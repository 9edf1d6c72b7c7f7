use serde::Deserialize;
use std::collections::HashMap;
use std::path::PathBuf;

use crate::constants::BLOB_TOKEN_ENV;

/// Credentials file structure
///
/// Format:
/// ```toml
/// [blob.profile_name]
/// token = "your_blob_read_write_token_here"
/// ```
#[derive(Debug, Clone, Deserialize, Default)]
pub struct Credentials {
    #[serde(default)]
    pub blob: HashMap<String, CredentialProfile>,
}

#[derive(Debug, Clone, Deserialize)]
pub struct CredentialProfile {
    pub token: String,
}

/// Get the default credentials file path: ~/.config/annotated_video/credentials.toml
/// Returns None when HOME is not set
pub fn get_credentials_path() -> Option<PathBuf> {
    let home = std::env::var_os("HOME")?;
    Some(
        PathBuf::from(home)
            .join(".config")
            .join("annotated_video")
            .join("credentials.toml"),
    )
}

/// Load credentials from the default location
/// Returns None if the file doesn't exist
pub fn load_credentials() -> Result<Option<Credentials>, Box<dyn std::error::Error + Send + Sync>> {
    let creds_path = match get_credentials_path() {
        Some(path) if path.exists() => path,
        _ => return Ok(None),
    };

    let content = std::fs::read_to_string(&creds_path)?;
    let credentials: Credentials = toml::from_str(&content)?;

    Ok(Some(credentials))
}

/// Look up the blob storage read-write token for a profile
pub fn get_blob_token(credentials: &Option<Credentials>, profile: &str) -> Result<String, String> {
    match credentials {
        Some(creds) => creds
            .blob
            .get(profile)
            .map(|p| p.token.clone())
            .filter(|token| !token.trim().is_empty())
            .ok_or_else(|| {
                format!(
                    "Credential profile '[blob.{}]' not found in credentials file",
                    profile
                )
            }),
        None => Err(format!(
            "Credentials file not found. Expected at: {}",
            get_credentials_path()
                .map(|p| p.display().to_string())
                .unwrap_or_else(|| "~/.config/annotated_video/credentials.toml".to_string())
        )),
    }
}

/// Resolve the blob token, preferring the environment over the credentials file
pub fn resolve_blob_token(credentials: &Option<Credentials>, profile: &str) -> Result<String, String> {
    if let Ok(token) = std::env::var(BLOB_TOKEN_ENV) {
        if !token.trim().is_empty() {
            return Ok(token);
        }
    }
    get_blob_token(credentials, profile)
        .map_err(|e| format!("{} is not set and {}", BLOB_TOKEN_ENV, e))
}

Task statement: Within the listing, how many lines hold the string "CredentialProfile"? State that number alone.

Solution for this problem: 2